TASK DETAILS:
For this exercise, please find the lines in the entries that include the word "holding" and copy them.

TASK DATA:
■ ■ ■ ■ ■

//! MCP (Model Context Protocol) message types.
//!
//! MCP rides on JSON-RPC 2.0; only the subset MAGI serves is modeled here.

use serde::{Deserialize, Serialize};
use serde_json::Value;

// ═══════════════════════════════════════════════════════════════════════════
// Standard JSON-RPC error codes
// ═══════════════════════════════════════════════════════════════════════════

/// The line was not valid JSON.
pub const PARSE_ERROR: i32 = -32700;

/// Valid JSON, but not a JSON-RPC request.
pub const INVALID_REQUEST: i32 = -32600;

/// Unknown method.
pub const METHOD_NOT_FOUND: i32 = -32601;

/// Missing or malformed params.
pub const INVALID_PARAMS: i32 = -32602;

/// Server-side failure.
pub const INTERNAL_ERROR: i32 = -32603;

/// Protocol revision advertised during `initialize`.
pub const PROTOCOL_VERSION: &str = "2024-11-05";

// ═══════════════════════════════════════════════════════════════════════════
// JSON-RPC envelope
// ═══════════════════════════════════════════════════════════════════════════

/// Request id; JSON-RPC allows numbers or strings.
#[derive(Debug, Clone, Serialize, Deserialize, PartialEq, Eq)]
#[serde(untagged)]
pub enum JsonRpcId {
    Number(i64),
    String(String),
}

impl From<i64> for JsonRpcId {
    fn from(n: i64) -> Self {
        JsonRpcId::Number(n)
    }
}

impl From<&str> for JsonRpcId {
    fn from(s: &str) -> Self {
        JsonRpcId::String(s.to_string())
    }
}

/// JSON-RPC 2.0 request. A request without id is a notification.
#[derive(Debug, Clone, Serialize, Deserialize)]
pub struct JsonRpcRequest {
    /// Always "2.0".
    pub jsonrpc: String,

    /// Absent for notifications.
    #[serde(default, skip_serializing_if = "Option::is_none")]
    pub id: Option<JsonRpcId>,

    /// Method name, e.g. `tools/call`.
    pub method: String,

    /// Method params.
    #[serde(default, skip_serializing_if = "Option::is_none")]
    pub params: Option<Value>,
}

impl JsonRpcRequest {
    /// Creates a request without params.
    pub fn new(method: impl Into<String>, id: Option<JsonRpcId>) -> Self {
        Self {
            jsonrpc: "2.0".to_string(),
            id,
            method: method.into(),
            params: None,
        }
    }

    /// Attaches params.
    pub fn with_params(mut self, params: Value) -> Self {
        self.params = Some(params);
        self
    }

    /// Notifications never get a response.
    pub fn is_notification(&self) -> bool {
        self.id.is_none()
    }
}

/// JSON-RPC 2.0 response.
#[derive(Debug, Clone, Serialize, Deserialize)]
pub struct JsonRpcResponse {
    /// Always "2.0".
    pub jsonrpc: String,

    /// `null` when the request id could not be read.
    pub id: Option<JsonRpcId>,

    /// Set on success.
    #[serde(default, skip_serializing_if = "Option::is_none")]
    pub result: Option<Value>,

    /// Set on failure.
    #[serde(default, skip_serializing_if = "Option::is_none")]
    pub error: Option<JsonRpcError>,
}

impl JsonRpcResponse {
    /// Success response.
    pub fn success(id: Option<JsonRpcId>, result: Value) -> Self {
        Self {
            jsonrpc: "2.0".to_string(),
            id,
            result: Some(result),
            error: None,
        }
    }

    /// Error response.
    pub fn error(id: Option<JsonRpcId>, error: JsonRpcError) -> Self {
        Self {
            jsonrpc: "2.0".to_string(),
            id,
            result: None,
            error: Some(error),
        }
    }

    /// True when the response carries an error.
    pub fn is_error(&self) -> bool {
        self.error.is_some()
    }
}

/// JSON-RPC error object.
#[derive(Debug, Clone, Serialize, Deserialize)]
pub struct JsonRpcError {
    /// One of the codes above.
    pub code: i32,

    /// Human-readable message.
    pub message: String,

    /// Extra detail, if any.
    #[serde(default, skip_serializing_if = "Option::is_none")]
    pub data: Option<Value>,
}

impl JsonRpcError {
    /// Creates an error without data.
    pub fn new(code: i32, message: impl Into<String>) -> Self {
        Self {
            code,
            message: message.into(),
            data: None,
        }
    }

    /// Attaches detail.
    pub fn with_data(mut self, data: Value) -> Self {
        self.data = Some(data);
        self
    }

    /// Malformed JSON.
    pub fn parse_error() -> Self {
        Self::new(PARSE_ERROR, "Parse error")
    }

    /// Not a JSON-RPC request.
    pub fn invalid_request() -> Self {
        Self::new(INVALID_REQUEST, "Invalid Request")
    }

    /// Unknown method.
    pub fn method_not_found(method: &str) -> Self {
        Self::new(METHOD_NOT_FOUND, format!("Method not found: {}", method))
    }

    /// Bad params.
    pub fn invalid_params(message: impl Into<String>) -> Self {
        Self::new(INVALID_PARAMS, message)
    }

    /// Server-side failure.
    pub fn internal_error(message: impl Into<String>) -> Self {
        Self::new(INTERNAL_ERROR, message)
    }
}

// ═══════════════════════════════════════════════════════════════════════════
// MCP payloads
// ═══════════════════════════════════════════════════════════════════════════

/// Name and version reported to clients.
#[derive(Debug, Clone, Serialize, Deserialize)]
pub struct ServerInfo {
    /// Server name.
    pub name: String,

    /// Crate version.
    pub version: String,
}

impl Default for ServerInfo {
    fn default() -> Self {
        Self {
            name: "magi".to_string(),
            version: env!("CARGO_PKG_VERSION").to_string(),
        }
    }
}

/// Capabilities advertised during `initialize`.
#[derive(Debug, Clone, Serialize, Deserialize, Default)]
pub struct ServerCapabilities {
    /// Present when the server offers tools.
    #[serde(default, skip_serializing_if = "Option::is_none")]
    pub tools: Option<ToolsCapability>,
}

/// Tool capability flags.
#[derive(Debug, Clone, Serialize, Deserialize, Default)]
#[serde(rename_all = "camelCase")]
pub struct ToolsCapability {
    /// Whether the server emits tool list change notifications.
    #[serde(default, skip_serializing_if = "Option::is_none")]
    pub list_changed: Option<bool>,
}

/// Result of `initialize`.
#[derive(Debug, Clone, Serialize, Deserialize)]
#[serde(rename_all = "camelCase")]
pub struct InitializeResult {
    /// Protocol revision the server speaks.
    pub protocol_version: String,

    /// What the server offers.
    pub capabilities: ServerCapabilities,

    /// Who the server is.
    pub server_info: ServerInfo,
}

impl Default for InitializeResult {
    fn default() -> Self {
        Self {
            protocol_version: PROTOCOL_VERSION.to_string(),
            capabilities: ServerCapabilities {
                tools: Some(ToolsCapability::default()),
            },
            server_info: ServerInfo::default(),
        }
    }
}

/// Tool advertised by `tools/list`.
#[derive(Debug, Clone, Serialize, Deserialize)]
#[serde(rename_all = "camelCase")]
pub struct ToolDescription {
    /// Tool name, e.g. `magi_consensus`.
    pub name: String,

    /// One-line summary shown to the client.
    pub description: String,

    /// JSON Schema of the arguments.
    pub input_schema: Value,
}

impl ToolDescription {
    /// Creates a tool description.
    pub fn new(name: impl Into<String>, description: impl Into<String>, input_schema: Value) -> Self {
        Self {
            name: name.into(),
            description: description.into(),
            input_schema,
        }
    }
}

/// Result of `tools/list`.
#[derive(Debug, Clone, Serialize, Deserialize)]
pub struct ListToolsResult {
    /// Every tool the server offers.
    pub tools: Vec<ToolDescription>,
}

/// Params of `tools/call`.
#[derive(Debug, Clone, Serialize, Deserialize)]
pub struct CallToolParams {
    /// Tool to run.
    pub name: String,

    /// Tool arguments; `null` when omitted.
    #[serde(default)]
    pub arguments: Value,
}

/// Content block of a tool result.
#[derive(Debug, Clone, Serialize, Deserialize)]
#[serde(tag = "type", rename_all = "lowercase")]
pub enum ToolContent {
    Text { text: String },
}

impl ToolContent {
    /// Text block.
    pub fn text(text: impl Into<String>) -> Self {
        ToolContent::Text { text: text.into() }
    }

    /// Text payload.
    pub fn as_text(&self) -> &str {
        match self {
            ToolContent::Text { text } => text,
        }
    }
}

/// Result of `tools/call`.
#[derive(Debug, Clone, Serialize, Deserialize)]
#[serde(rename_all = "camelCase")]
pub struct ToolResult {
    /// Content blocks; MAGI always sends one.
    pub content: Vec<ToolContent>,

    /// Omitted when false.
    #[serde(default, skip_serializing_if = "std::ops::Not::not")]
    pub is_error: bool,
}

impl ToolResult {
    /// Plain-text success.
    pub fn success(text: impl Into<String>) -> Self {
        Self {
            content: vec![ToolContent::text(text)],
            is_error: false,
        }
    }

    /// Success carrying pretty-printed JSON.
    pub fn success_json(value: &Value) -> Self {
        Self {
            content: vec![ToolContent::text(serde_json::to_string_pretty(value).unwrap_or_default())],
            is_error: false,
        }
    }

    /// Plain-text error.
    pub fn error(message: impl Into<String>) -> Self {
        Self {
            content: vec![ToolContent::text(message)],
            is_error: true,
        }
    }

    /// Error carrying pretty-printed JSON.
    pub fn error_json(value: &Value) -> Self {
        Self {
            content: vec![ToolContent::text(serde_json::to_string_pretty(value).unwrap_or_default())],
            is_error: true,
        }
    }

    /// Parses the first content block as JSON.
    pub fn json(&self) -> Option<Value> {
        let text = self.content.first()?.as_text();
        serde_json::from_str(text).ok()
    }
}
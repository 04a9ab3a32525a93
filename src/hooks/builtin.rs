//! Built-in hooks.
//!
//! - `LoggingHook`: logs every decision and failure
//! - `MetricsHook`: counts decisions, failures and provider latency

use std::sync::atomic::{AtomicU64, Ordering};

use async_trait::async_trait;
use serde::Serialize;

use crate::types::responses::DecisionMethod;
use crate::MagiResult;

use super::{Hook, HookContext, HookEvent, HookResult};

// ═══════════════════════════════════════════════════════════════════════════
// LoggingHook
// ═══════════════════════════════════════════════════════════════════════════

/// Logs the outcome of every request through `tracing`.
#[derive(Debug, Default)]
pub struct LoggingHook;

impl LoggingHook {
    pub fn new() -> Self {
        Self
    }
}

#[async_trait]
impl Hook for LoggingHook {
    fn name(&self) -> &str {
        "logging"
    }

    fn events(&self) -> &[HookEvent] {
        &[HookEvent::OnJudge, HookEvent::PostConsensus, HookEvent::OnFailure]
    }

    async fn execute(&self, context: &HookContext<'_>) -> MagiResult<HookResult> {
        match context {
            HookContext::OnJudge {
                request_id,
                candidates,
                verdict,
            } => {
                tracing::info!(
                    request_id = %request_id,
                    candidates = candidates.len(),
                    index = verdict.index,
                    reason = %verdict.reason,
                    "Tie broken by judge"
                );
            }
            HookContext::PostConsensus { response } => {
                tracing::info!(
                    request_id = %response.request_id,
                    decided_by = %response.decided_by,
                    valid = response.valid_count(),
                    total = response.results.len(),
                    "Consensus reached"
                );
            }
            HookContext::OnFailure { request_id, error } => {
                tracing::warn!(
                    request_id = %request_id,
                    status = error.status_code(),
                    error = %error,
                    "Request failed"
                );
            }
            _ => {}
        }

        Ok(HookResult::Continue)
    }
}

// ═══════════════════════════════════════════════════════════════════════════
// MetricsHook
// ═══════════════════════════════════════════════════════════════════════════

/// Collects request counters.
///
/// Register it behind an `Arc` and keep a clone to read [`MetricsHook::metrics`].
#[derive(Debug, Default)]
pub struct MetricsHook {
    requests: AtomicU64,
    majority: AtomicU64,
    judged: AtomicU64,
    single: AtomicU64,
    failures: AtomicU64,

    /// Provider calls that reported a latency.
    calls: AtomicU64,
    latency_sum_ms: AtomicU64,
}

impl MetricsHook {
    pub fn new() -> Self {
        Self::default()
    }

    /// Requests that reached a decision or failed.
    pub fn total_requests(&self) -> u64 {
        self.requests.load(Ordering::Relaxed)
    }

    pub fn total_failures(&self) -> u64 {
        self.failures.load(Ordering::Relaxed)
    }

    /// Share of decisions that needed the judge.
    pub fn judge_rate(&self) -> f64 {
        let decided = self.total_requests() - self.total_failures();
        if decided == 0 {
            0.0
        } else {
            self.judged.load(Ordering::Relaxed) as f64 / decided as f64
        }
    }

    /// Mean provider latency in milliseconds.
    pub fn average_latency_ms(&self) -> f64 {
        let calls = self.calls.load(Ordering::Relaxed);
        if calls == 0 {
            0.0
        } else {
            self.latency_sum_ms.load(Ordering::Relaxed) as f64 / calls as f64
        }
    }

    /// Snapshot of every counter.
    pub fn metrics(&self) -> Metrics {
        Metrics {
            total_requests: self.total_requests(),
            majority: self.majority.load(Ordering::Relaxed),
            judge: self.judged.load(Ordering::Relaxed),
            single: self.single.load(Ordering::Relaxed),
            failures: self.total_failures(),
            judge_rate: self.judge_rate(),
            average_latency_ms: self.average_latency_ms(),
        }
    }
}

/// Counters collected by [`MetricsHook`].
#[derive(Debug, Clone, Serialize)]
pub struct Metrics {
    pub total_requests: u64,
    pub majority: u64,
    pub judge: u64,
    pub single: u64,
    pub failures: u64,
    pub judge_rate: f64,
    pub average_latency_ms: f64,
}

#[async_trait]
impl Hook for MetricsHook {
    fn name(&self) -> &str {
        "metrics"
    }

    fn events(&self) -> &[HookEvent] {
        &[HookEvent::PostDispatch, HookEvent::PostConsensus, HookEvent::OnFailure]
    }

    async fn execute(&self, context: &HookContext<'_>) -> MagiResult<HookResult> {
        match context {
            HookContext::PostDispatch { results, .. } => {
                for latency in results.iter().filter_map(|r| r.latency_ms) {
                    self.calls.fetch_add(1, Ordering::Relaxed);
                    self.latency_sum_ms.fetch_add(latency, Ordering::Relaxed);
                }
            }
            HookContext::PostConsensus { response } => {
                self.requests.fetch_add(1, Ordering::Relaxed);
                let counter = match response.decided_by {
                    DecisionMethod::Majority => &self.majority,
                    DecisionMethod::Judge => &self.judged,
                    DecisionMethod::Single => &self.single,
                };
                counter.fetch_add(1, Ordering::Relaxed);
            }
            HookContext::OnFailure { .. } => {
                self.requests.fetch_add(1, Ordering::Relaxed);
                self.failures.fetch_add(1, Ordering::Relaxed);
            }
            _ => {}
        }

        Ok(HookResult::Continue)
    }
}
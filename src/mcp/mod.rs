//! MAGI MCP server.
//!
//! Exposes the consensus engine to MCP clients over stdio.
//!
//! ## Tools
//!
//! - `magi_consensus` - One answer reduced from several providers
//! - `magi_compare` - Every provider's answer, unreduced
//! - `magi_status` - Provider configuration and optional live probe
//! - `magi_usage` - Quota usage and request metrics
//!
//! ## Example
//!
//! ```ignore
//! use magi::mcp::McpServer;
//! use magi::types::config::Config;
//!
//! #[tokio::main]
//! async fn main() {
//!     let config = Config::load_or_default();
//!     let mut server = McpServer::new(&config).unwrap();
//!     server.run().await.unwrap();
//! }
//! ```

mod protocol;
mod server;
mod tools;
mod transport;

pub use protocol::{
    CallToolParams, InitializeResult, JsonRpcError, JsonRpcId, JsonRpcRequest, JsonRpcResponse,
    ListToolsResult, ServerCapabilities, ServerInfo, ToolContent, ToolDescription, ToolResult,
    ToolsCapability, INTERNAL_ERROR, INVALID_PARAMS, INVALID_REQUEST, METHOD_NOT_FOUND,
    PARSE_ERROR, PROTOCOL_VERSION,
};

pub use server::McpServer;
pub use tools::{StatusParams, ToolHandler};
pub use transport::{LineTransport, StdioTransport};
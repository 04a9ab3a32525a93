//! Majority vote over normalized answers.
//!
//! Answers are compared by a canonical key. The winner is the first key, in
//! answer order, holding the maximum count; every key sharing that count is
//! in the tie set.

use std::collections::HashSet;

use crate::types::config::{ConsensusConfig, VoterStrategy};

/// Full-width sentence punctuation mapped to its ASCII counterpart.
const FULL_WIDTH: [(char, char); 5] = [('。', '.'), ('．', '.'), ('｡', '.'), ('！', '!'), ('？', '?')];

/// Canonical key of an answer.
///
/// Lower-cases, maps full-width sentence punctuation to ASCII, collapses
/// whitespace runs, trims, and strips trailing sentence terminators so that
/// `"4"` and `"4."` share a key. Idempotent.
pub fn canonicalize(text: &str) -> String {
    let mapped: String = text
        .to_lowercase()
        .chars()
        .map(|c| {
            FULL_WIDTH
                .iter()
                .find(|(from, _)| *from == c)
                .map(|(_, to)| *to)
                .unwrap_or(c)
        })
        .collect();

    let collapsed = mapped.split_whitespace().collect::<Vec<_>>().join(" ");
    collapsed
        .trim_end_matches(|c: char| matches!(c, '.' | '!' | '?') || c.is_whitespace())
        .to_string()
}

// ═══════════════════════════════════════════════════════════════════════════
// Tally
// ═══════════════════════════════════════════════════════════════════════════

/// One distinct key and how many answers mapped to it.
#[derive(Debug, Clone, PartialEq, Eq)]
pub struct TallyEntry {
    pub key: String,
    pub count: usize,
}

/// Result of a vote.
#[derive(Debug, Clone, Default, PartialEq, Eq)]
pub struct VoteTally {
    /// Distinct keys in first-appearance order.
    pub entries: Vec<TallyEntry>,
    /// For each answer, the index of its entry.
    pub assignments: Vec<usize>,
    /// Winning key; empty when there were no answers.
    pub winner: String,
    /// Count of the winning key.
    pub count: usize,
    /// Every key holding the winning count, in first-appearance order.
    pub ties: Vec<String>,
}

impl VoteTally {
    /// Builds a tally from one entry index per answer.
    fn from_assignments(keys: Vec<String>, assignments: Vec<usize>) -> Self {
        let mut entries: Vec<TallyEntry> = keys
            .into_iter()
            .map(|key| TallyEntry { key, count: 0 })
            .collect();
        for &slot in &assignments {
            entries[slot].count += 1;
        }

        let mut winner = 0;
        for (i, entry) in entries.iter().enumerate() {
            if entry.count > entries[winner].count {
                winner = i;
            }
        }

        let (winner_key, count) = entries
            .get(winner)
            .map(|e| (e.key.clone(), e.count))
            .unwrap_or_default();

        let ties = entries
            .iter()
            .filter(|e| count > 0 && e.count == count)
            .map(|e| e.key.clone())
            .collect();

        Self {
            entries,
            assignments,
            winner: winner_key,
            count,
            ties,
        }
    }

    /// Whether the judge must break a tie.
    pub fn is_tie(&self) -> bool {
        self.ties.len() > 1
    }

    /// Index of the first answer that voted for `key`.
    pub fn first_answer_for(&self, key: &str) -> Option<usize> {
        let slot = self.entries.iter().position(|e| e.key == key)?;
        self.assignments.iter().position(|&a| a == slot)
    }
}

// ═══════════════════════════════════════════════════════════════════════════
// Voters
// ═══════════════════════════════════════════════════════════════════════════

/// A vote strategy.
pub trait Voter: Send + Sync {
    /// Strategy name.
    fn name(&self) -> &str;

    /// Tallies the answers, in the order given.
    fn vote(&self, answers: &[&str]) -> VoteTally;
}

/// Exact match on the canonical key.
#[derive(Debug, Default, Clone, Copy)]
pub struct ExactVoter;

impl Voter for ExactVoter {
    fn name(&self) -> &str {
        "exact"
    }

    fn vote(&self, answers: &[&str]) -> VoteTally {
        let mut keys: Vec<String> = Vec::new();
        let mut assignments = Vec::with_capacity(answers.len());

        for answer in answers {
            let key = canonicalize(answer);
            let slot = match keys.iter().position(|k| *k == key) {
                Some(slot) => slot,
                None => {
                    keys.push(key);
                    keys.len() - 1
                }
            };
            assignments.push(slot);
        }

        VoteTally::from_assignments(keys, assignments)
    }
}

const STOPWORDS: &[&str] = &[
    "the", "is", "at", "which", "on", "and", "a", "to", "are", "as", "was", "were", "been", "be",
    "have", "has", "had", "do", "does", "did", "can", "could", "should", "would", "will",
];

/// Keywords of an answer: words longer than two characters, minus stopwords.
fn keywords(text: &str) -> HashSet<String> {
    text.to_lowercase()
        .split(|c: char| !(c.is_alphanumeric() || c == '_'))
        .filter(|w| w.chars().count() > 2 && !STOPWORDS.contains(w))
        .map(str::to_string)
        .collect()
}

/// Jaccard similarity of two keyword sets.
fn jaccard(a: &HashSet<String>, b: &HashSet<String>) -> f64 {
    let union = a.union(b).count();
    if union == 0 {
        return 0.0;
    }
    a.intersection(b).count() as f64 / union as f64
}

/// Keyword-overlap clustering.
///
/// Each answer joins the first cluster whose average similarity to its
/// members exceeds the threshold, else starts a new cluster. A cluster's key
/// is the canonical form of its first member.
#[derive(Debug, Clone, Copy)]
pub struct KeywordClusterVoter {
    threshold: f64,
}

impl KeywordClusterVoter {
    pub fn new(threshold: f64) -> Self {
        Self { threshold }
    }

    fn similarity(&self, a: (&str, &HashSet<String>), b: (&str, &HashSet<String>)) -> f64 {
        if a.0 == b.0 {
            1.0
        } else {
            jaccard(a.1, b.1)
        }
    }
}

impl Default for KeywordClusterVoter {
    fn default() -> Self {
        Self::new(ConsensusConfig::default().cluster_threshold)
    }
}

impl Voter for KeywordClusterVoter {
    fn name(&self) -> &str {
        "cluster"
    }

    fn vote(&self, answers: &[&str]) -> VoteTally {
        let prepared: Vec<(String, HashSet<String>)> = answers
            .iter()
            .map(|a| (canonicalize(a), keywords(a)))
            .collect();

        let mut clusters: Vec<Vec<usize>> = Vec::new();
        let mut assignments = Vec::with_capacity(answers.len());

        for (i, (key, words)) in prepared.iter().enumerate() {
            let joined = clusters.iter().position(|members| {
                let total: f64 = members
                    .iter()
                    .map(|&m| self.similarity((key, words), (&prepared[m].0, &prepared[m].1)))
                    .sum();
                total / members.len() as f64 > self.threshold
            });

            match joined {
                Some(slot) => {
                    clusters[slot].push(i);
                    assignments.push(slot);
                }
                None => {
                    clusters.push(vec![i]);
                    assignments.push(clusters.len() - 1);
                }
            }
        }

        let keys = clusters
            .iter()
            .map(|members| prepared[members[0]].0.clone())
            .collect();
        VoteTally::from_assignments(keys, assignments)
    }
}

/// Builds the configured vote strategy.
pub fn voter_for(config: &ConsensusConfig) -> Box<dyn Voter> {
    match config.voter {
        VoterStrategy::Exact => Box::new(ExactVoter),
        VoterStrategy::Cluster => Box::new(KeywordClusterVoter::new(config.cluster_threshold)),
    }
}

■ ■ ■ ■ ■

PROBLEM SOLUTION:
//! answer order, holding the maximum count; every key sharing that count is
    /// Every key holding the winning count, in first-appearance order.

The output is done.